Go through the entries and copy every line that has the string "Sized" in it.

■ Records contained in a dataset
——

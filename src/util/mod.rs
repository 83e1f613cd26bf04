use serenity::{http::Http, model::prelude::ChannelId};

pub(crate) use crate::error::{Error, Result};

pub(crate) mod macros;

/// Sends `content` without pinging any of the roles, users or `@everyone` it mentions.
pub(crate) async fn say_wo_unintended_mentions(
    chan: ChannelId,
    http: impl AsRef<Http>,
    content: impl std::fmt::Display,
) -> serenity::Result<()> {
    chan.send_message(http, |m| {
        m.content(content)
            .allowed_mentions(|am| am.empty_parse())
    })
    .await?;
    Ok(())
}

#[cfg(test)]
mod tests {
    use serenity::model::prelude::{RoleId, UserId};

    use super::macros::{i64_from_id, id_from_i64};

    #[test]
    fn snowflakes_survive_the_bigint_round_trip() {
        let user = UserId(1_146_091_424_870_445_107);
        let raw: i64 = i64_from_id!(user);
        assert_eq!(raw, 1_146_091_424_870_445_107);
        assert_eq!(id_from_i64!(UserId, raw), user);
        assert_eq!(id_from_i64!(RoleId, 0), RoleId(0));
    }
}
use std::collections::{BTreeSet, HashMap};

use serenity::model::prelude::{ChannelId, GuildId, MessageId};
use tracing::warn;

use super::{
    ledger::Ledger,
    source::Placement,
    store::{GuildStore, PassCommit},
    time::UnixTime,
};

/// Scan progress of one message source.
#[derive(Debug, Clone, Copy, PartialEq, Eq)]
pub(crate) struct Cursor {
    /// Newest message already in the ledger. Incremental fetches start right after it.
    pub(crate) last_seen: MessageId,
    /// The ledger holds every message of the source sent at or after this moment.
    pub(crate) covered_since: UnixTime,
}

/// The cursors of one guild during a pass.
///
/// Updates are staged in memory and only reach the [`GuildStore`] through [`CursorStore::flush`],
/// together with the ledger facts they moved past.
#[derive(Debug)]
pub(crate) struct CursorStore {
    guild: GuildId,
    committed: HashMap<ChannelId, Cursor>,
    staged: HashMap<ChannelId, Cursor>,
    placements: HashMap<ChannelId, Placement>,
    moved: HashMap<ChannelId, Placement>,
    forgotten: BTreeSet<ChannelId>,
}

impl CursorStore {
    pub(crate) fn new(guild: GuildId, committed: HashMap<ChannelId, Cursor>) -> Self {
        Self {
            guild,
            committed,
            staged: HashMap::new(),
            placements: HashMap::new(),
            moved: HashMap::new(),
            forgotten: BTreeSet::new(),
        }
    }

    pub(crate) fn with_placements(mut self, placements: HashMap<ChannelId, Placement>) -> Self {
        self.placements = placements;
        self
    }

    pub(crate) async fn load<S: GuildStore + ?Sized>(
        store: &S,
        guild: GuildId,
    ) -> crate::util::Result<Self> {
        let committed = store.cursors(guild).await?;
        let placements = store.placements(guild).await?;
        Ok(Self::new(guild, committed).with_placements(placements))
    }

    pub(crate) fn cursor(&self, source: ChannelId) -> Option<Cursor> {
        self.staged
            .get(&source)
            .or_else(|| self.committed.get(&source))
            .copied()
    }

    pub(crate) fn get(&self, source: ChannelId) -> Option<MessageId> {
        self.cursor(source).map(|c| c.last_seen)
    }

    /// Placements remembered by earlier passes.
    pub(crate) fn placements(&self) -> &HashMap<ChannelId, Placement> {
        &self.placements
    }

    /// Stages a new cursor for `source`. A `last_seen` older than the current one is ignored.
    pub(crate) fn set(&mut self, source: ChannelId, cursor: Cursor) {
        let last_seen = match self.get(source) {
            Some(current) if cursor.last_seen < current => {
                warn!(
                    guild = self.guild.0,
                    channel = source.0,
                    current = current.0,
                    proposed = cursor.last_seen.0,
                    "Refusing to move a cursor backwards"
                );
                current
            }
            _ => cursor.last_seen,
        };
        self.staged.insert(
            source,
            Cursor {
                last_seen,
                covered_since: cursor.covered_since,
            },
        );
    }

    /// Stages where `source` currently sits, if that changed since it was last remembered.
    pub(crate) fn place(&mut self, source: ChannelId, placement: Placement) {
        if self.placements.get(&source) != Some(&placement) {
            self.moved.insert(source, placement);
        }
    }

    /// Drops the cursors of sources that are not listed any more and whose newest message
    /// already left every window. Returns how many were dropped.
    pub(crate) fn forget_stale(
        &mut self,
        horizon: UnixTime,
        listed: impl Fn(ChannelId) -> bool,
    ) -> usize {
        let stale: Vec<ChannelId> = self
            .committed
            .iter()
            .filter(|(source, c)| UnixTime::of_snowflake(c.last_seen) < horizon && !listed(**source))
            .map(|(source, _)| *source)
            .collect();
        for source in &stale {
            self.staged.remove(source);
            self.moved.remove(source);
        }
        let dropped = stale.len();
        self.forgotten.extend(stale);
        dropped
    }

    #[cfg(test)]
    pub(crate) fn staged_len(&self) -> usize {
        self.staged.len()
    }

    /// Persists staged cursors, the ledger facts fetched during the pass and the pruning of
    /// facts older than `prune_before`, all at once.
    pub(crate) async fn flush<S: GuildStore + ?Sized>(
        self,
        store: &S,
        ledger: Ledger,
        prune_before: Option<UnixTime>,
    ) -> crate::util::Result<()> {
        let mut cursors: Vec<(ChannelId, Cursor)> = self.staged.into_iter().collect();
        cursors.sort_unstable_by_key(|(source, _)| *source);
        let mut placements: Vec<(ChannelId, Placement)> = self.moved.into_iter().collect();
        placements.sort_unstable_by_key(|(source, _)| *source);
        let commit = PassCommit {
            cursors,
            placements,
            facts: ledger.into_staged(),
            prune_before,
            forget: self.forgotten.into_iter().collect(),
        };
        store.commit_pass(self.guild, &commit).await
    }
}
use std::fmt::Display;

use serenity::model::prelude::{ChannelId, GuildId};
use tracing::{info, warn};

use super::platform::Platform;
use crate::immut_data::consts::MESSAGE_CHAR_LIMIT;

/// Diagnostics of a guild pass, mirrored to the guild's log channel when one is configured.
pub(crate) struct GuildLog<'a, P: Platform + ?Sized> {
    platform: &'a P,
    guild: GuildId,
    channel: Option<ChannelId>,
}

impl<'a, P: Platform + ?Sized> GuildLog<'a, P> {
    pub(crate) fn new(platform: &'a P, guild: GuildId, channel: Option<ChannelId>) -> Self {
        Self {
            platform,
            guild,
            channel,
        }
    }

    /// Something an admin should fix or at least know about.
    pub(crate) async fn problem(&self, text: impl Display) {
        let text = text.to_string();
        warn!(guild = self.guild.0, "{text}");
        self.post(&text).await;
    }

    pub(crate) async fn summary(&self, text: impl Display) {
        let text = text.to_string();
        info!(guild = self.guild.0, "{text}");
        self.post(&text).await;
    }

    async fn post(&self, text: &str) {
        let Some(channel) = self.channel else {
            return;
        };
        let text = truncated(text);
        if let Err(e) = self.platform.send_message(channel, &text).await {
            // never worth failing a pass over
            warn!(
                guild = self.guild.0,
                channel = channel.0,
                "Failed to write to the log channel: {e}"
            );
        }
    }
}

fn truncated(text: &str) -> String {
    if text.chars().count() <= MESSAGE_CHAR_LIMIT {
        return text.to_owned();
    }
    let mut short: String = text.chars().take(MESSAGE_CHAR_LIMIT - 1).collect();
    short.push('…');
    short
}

——

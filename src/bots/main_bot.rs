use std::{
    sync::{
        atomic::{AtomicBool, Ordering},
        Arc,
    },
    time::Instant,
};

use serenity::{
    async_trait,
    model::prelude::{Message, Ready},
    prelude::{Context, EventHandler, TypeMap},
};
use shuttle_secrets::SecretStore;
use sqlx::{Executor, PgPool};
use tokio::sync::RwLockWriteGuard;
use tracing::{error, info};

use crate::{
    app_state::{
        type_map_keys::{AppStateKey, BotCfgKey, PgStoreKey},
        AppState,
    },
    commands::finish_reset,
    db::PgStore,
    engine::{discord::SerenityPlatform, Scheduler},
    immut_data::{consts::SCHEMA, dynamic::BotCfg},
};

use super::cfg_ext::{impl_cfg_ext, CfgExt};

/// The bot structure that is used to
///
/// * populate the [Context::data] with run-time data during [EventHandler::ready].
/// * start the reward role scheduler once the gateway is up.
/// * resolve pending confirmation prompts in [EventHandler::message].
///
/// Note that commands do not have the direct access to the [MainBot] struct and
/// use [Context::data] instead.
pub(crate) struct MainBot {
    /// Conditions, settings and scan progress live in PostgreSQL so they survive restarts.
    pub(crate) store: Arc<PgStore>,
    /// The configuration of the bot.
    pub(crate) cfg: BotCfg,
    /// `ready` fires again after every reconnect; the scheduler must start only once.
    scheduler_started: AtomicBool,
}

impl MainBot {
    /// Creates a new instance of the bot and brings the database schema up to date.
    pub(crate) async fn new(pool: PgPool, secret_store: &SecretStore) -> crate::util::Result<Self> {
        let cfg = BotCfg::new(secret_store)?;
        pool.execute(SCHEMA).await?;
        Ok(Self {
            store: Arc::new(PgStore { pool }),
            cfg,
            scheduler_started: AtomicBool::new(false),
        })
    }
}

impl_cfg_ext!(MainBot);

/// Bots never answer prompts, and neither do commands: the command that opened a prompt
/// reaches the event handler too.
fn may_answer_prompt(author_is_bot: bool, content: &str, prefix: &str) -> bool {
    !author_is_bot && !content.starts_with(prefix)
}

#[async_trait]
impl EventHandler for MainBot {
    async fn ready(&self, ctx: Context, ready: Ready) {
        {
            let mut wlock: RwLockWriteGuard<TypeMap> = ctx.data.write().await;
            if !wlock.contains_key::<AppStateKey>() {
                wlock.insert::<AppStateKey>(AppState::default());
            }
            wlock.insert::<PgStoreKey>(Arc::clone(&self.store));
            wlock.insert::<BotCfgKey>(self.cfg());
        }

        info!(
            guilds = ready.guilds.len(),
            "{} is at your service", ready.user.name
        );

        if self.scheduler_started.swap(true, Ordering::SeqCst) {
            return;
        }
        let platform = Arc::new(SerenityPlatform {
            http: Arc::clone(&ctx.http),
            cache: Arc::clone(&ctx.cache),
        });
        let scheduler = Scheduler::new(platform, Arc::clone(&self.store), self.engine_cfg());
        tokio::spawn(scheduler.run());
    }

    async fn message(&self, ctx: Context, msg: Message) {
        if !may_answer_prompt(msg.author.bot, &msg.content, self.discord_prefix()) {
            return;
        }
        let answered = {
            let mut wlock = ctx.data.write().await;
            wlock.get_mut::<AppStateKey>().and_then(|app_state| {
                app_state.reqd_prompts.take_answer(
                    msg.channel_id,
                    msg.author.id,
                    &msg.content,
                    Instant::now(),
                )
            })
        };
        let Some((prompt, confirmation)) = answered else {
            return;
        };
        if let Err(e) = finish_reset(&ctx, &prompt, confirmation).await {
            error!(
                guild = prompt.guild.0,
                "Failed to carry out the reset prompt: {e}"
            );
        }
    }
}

——

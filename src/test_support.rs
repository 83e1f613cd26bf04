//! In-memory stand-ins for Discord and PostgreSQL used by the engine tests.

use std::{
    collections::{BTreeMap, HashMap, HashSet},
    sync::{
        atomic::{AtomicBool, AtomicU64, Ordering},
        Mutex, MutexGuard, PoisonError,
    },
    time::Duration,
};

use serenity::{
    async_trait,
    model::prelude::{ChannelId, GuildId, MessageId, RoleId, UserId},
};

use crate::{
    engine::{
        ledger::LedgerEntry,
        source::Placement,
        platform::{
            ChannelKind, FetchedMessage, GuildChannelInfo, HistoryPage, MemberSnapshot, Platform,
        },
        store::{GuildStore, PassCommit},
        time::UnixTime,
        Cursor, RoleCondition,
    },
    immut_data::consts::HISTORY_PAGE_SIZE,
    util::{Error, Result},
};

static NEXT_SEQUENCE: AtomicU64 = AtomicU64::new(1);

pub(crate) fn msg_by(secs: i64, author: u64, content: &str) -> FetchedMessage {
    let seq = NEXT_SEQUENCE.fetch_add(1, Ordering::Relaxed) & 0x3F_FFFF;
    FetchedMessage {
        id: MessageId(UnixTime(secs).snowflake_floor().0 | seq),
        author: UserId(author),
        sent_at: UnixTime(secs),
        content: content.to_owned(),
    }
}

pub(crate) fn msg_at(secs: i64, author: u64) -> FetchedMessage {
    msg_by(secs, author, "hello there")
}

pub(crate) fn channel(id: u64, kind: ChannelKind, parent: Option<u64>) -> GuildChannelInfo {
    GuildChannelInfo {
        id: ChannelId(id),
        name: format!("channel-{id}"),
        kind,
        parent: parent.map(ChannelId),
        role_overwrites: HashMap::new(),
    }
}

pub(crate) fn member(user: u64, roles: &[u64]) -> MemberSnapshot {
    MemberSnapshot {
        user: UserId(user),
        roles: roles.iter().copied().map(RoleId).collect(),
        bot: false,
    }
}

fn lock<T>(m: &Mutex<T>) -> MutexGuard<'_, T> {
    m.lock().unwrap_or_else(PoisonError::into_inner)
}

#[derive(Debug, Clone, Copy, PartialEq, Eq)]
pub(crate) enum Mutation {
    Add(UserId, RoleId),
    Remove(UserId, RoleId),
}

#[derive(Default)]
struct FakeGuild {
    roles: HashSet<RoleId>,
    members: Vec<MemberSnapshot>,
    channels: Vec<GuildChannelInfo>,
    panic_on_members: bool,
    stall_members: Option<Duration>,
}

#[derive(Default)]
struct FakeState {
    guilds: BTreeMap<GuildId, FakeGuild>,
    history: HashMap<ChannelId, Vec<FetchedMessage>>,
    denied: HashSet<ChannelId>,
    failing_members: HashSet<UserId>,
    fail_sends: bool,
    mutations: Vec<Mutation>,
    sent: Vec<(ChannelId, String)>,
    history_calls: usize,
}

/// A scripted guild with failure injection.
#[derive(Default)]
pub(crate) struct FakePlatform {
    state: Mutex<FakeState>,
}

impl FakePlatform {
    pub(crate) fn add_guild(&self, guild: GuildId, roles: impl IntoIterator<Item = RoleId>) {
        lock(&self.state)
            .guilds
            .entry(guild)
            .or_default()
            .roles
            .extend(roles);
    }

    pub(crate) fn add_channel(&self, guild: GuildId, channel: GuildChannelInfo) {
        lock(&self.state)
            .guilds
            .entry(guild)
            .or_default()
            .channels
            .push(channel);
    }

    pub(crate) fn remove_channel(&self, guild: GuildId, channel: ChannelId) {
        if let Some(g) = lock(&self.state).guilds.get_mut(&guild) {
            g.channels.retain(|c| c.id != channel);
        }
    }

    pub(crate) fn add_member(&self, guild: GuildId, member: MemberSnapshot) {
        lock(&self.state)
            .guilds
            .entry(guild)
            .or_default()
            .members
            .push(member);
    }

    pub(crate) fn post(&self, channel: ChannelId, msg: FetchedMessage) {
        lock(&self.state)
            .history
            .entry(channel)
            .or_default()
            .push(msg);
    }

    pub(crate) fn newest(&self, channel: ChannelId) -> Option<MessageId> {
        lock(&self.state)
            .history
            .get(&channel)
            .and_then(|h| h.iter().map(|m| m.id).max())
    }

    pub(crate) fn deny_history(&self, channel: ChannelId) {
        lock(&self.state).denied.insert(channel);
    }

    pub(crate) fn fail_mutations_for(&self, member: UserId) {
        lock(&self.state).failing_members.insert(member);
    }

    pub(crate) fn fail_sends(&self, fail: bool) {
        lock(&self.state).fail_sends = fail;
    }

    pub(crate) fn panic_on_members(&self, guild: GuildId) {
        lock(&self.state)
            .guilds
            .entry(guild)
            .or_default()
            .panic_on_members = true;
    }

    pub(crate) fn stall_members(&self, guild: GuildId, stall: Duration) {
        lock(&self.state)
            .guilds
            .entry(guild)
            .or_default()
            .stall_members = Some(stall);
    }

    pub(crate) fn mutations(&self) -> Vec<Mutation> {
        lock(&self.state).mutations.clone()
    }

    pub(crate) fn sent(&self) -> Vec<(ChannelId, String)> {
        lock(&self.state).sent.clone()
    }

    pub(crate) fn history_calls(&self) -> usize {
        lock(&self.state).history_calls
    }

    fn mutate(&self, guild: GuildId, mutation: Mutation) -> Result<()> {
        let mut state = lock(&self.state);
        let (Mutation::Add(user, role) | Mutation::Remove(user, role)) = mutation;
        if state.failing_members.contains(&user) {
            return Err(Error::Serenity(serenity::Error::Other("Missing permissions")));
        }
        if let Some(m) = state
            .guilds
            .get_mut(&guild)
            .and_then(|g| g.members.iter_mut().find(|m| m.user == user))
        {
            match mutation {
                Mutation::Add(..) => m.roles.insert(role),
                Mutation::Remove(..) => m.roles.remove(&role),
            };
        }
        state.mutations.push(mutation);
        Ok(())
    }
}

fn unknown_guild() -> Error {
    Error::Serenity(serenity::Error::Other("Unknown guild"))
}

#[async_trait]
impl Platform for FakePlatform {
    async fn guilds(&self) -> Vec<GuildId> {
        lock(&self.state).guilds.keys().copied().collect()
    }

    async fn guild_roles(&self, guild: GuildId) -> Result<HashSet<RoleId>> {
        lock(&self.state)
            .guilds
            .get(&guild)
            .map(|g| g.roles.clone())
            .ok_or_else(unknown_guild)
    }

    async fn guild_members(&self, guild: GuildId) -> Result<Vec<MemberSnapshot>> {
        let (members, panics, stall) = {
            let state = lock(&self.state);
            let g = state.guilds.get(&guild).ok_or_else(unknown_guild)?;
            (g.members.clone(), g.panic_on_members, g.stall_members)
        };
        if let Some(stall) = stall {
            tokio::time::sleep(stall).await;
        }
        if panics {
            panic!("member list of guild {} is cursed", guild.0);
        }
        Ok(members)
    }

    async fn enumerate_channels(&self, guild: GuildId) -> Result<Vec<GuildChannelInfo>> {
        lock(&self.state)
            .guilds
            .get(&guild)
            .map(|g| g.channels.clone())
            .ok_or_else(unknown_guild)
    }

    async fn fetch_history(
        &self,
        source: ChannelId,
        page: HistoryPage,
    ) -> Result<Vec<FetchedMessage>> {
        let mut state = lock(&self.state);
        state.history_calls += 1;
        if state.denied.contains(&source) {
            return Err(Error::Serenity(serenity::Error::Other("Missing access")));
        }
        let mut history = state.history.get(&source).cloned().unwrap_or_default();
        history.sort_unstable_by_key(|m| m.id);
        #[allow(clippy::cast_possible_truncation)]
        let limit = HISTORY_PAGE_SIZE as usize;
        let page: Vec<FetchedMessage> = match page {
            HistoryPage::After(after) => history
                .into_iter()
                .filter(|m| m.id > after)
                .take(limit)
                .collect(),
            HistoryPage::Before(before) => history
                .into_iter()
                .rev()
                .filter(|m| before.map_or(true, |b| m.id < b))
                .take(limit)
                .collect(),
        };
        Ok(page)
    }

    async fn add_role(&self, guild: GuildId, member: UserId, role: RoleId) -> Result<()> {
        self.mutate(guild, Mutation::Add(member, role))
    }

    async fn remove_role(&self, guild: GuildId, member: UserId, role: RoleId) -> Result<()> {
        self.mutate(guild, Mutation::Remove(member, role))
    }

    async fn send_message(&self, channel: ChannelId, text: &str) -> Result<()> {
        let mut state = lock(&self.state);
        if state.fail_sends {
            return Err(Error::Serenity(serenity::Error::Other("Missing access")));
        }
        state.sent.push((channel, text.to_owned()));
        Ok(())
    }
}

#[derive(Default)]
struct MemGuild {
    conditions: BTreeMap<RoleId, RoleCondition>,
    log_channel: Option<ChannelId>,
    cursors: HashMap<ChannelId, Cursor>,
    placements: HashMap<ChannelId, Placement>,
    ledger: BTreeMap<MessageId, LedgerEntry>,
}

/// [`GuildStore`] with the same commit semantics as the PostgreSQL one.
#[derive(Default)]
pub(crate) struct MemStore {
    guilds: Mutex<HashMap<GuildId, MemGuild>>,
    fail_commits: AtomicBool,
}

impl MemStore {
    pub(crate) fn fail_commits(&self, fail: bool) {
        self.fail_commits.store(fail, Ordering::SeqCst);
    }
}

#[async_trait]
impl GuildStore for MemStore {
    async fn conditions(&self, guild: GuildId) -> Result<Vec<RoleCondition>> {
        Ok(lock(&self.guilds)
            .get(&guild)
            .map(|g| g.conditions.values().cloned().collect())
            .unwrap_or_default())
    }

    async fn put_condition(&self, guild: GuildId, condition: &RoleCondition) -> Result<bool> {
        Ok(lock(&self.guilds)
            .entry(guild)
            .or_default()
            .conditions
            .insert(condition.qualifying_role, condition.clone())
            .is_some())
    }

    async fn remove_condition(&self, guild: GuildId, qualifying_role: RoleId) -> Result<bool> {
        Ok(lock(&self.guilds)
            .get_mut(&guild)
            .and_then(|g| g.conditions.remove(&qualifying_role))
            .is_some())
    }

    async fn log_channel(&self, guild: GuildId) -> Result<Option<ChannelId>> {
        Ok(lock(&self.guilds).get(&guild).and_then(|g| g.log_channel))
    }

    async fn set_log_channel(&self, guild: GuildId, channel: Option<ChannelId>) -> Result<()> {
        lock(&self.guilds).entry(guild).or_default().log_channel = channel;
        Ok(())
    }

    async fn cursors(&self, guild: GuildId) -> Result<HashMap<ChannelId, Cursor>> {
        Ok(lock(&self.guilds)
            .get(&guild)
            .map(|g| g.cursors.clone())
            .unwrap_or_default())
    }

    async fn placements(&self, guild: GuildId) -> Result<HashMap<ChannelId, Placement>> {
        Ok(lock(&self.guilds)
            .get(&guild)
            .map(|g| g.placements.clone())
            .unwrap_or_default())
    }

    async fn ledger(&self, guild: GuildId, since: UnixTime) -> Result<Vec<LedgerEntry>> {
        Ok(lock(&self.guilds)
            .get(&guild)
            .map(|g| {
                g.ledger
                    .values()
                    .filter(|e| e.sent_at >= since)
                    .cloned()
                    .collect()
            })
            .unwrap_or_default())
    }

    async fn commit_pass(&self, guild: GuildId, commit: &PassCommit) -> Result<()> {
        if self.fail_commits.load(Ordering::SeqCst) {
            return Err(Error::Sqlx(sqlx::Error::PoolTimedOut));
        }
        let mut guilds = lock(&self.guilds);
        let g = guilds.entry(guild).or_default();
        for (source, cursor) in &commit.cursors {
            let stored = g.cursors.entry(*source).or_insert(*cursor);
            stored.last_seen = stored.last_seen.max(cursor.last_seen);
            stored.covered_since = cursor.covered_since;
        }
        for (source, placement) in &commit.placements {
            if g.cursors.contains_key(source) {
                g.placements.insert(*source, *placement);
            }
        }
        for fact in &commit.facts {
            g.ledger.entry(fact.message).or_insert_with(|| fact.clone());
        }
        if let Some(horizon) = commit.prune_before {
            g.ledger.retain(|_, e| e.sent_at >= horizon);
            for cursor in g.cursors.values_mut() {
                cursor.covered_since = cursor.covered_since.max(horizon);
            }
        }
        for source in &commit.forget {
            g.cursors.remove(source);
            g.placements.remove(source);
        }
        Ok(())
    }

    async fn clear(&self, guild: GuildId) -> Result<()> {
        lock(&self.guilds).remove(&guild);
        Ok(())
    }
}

——

■ Response to this task
    pub(crate) async fn load<S: GuildStore + ?Sized>(
    pub(crate) async fn flush<S: GuildStore + ?Sized>(
pub(crate) struct GuildLog<'a, P: Platform + ?Sized> {
impl<'a, P: Platform + ?Sized> GuildLog<'a, P> {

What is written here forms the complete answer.